Ketchup days: Alternatively, ask yourself if every single class period needs to be filled with a lesson. Sometimes a schedule disruption can be a blessing in disguise by making space for a much-needed break. When there is room in the curriculum plan, I build in “ketchup” days. The students know that when I project an image of a ketchup bottle on the screen, that is a day to “catch up.” Catch up on homework, catch up on reading, catch up on whatever the student needs at that time. Ketchup days are a welcome pause for students and me alike.
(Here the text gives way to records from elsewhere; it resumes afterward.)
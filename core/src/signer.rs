//! Request signing.
//!
//! The client only depends on the `Signer` trait. `HmacSigner` implements the
//! APIAuth HMAC-SHA256 header scheme the CalX service verifies:
//!
//! ```text
//! canonical = METHOD,content-type,content-hash,request-uri,date
//! Authorization: APIAuth-HMAC-SHA256 <access_id>:base64(hmac_sha256(secret, canonical))
//! ```
//!
//! `content-hash` is the base64 SHA-256 of the body, sent as
//! `X-Authorization-Content-SHA256`. Absent values are empty strings.

use std::fmt;

use base64::engine::general_purpose::STANDARD;
use base64::Engine;
use chrono::{DateTime, Utc};
use hmac::{Hmac, Mac};
use sha2::{Digest, Sha256};
use url::Url;

use crate::error::ApiError;
use crate::http::{HttpRequest, CONTENT_TYPE};

type HmacSha256 = Hmac<Sha256>;

pub const AUTHORIZATION: &str = "Authorization";
pub const DATE: &str = "Date";
pub const CONTENT_HASH: &str = "X-Authorization-Content-SHA256";
pub const SCHEME: &str = "APIAuth-HMAC-SHA256";

/// Access identifier and secret key issued to an API tenant.
#[derive(Clone, PartialEq, Eq)]
pub struct Credentials {
    access_id: String,
    secret_key: String,
}

impl Credentials {
    pub fn new(access_id: impl Into<String>, secret_key: impl Into<String>) -> Self {
        Self {
            access_id: access_id.into(),
            secret_key: secret_key.into(),
        }
    }

    pub fn access_id(&self) -> &str {
        &self.access_id
    }

    pub fn secret_key(&self) -> &str {
        &self.secret_key
    }
}

impl fmt::Debug for Credentials {
    fn fmt(&self, f: &mut fmt::Formatter<'_>) -> fmt::Result {
        f.debug_struct("Credentials")
            .field("access_id", &self.access_id)
            .field("secret_key", &"<redacted>")
            .finish()
    }
}

/// Attaches authentication headers to an outgoing request.
///
/// Implementations must leave method, URL and body untouched.
pub trait Signer {
    fn sign(&self, request: HttpRequest, credentials: &Credentials) -> Result<HttpRequest, ApiError>;
}

/// APIAuth HMAC-SHA256 signer.
#[derive(Debug, Clone, Copy, Default)]
pub struct HmacSigner;

impl HmacSigner {
    /// Sign as of `timestamp`. A `Date` header already on the request wins
    /// over `timestamp`.
    pub fn sign_at(
        &self,
        mut request: HttpRequest,
        credentials: &Credentials,
        timestamp: DateTime<Utc>,
    ) -> Result<HttpRequest, ApiError> {
        if let Some(body) = &request.body {
            let digest = STANDARD.encode(Sha256::digest(body.as_bytes()));
            request.set_header(CONTENT_HASH, digest);
        }
        if request.header(DATE).is_none() {
            request.set_header(DATE, http_date(timestamp));
        }

        let canonical = canonical_string(&request)?;
        let mut mac = HmacSha256::new_from_slice(credentials.secret_key().as_bytes())
            .map_err(|e| ApiError::Signing(e.to_string()))?;
        mac.update(canonical.as_bytes());
        let signature = STANDARD.encode(mac.finalize().into_bytes());

        request.set_header(
            AUTHORIZATION,
            format!("{SCHEME} {}:{signature}", credentials.access_id()),
        );
        Ok(request)
    }
}

impl Signer for HmacSigner {
    fn sign(&self, request: HttpRequest, credentials: &Credentials) -> Result<HttpRequest, ApiError> {
        self.sign_at(request, credentials, Utc::now())
    }
}

/// IMF-fixdate, e.g. `Mon, 15 Jan 2024 10:30:00 GMT`.
pub fn http_date(timestamp: DateTime<Utc>) -> String {
    timestamp.format("%a, %d %b %Y %H:%M:%S GMT").to_string()
}

fn canonical_string(request: &HttpRequest) -> Result<String, ApiError> {
    let url = Url::parse(&request.url).map_err(|e| ApiError::InvalidUrl(e.to_string()))?;
    let mut request_uri = url.path().to_string();
    if let Some(query) = url.query() {
        request_uri.push('?');
        request_uri.push_str(query);
    }
    Ok(format!(
        "{},{},{},{},{}",
        request.method,
        request.header(CONTENT_TYPE).unwrap_or_default(),
        request.header(CONTENT_HASH).unwrap_or_default(),
        request_uri,
        request.header(DATE).unwrap_or_default(),
    ))
}
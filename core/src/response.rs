//! Response classification.
//!
//! # Design
//! Every `HttpResponse` maps to exactly one result, decided by status code
//! first and content type second:
//!
//! | status            | result                          |
//! |-------------------|---------------------------------|
//! | 204               | `Outcome::NoContent`            |
//! | other 2xx         | `Outcome::Success(Payload)`     |
//! | 401               | `ApiError::Authentication`      |
//! | other 4xx         | `ApiError::Client`              |
//! | 5xx               | `ApiError::Server`              |
//! | anything else     | `ApiError::Unexpected`          |
//!
//! Error messages read `"<status> response from <host>"`, followed by
//! `" | Response body: <json>"` when the body is not blank. Error bodies are
//! always read as JSON whatever their declared content type, so a non-JSON
//! error body surfaces as `ApiError::Decode` rather than a status error.

use serde::de::DeserializeOwned;
use serde_json::Value;

use crate::error::ApiError;
use crate::http::{HttpResponse, APPLICATION_JSON};

/// Body of a successful response.
#[derive(Debug, Clone, PartialEq)]
pub enum Payload {
    /// The response declared `application/json`.
    Json(Value),
    /// Any other (or missing) content type; body returned untouched.
    Text(String),
}

impl Payload {
    pub fn as_json(&self) -> Option<&Value> {
        match self {
            Payload::Json(value) => Some(value),
            Payload::Text(_) => None,
        }
    }

    pub fn as_text(&self) -> Option<&str> {
        match self {
            Payload::Json(_) => None,
            Payload::Text(text) => Some(text),
        }
    }

    /// Deserialize the payload into a typed value.
    pub fn deserialize<T: DeserializeOwned>(&self) -> Result<T, ApiError> {
        match self {
            Payload::Json(value) => serde_json::from_value(value.clone()),
            Payload::Text(text) => serde_json::from_str(text),
        }
        .map_err(|e| ApiError::Decode(e.to_string()))
    }
}

/// Result of a successful call.
#[derive(Debug, Clone, PartialEq)]
pub enum Outcome {
    NoContent,
    Success(Payload),
}

impl Outcome {
    pub fn payload(&self) -> Option<&Payload> {
        match self {
            Outcome::NoContent => None,
            Outcome::Success(payload) => Some(payload),
        }
    }

    pub fn into_payload(self) -> Option<Payload> {
        match self {
            Outcome::NoContent => None,
            Outcome::Success(payload) => Some(payload),
        }
    }

    pub fn is_no_content(&self) -> bool {
        matches!(self, Outcome::NoContent)
    }
}

/// Classify `response` to a request sent to `host`.
pub fn classify(response: &HttpResponse, host: &str) -> Result<Outcome, ApiError> {
    let status = response.status;
    match status {
        204 => Ok(Outcome::NoContent),
        200..=299 => success_payload(response).map(Outcome::Success),
        401 => Err(ApiError::Authentication {
            status,
            message: error_message(response, host)?,
        }),
        400..=499 => Err(ApiError::Client {
            status,
            message: error_message(response, host)?,
        }),
        500..=599 => Err(ApiError::Server {
            status,
            message: error_message(response, host)?,
        }),
        _ => Err(ApiError::Unexpected {
            status,
            message: error_message(response, host)?,
        }),
    }
}

fn success_payload(response: &HttpResponse) -> Result<Payload, ApiError> {
    let is_json = response
        .media_type()
        .is_some_and(|media| media.eq_ignore_ascii_case(APPLICATION_JSON));
    if is_json {
        serde_json::from_str(&response.body)
            .map(Payload::Json)
            .map_err(|e| ApiError::Decode(e.to_string()))
    } else {
        Ok(Payload::Text(response.body.clone()))
    }
}

fn error_message(response: &HttpResponse, host: &str) -> Result<String, ApiError> {
    let mut message = format!("{} response from {host}", response.status);
    if !response.body.trim().is_empty() {
        let body: Value =
            serde_json::from_str(&response.body).map_err(|e| ApiError::Decode(e.to_string()))?;
        message.push_str(&format!(" | Response body: {body}"));
    }
    Ok(message)
}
Getting Students Back on Track When a Class Is Shortened
When a class is canceled, the time lost is obvious, but we may not always realize the loss caused by a class disruption, as Caitlynn Peetz Stephens and Laura Baker write for EducationWeek: “With every interruption, the class veers off track not only for the length of the phone call, administrator visit, or intercom announcement, but also for the time it takes afterward to refocus the class on the learning at hand.” For a 15-minute drill, for example, many of us adults can easily leave the building and then return, ready to jump right back into the lesson. But not many children and adolescents can transition this smoothly, so be sure to add a generous buffer for them to reengage in the lesson.
I sometimes use the game Heads Up 7 Up. This is a game often seen in elementary classrooms, but my middle and high school students still enjoy it. They see it as fun, but I know that there is a calming effect when students put their heads down and wait in silence. I see it as a way to sneak in some meditation time to let them reset and prepare to transition into the next task.
The strategies listed here aren’t just about protecting curriculum time—they’re about protecting your bandwidth. When you plan flexibly so you’re able to roll with the punches, you spend less energy dreading the disruptions and more energy teaching.